>>

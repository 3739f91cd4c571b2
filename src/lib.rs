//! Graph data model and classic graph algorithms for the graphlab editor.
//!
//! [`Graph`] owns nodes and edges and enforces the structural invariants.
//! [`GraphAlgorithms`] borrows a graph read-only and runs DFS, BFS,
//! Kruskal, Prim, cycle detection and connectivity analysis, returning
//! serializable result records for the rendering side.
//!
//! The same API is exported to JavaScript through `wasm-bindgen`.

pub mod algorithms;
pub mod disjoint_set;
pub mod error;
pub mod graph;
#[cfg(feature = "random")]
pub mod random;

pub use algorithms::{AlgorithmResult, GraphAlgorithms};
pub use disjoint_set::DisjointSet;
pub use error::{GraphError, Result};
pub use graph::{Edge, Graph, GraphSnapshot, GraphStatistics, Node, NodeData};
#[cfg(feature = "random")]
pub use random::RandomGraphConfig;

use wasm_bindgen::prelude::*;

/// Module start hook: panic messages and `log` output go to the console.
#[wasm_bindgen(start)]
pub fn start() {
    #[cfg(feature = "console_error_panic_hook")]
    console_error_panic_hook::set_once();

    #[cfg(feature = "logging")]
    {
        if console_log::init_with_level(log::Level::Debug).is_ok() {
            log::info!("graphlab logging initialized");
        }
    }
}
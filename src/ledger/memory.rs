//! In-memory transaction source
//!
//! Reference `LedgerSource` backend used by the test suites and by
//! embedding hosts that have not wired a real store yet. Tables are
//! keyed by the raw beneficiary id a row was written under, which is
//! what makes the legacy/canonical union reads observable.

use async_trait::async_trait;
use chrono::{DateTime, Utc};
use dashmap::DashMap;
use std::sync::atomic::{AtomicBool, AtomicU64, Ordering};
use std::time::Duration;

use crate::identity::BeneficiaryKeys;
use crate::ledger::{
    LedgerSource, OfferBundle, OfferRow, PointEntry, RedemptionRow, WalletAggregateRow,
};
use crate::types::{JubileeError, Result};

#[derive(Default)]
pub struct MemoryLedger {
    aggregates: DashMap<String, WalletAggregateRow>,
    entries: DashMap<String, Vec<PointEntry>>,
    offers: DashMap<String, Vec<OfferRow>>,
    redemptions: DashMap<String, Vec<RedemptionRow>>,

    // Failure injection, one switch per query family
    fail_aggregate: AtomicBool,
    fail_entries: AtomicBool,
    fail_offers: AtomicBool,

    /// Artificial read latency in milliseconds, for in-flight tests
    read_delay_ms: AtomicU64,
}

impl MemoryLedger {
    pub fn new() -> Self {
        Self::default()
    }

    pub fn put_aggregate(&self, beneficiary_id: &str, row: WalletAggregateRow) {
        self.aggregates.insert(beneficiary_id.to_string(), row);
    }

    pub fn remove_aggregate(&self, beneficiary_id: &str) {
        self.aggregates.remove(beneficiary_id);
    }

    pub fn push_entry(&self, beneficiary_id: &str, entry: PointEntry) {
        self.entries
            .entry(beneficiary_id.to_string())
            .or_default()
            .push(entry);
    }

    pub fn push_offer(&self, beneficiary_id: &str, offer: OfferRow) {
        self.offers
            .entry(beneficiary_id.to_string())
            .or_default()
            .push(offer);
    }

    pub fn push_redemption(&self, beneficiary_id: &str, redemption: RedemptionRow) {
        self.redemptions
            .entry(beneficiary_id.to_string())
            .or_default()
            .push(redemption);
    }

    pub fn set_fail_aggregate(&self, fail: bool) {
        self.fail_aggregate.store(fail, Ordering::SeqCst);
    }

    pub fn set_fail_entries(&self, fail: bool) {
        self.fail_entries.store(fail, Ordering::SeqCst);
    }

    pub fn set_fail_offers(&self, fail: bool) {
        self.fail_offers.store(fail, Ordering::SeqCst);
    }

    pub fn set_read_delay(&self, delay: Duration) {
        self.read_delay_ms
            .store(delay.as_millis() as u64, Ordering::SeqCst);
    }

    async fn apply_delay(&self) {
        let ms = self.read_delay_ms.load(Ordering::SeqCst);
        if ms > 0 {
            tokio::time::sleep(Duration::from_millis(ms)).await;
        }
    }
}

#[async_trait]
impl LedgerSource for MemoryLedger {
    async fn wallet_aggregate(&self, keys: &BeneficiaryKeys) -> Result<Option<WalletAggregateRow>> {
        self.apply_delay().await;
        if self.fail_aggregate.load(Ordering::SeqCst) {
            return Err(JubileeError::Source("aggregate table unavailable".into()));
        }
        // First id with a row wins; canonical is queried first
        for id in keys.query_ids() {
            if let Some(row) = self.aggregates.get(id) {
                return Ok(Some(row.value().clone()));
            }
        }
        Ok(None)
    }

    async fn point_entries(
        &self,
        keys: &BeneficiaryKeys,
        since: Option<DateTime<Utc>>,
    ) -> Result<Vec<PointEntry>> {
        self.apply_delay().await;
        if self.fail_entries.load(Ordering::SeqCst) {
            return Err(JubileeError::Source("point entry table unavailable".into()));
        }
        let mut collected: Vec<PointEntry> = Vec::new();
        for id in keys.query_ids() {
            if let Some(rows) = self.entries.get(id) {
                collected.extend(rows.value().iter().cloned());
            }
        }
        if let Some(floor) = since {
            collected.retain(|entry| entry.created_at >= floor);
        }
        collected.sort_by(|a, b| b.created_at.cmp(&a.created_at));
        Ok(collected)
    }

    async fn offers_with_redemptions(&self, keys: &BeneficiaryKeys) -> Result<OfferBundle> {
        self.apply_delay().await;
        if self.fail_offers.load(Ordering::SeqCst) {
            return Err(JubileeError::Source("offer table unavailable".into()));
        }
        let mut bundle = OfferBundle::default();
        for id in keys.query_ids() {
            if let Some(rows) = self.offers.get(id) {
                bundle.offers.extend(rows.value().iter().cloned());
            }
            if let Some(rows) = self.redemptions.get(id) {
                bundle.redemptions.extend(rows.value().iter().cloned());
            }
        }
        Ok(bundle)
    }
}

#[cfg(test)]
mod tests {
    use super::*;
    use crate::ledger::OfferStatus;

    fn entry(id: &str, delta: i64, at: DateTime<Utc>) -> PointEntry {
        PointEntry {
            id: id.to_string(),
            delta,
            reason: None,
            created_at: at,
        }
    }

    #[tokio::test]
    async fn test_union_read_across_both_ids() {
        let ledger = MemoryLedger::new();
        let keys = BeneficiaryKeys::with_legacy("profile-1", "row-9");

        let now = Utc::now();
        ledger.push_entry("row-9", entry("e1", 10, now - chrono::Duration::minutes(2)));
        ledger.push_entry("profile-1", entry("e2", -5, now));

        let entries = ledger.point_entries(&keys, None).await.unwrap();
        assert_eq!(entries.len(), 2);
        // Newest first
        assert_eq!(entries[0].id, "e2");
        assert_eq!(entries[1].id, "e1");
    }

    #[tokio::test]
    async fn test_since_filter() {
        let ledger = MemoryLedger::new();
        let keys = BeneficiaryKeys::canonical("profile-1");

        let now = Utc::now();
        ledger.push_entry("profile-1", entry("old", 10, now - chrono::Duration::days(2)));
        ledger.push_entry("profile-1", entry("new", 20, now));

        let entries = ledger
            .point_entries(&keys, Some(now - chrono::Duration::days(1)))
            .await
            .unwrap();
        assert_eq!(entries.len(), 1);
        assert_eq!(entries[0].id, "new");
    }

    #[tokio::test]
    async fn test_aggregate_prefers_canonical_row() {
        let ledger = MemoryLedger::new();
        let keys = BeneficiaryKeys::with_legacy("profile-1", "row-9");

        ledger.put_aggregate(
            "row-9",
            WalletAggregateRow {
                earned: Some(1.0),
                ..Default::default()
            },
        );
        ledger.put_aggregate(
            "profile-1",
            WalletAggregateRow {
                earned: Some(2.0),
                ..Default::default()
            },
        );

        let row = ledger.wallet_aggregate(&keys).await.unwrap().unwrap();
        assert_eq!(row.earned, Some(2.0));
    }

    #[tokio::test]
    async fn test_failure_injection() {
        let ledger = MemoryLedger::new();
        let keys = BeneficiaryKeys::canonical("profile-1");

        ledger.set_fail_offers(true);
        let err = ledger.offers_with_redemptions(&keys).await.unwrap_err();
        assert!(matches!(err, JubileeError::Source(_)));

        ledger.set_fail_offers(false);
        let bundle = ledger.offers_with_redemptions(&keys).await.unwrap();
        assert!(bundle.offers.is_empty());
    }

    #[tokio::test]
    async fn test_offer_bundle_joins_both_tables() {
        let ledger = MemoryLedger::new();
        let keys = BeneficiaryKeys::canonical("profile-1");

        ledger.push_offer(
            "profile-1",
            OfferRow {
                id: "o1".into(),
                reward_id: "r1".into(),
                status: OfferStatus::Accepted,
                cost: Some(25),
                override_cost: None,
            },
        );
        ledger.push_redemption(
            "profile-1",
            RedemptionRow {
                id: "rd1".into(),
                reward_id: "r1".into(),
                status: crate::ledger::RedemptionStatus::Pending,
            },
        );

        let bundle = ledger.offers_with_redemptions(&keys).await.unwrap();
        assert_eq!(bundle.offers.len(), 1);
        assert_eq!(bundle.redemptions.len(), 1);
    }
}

<<

**Problem details**
There is a line with "pub use disjoint_set::DisjointSet;" and a line with "use wasm_bindgen::prelude::*;" above. Copy exactly those two lines and all lines between them, with nothing else.

**Answer to this problem**
pub use disjoint_set::DisjointSet;
pub use error::{GraphError, Result};
pub use graph::{Edge, Graph, GraphSnapshot, GraphStatistics, Node, NodeData};
#[cfg(feature = "random")]
pub use random::RandomGraphConfig;

use wasm_bindgen::prelude::*;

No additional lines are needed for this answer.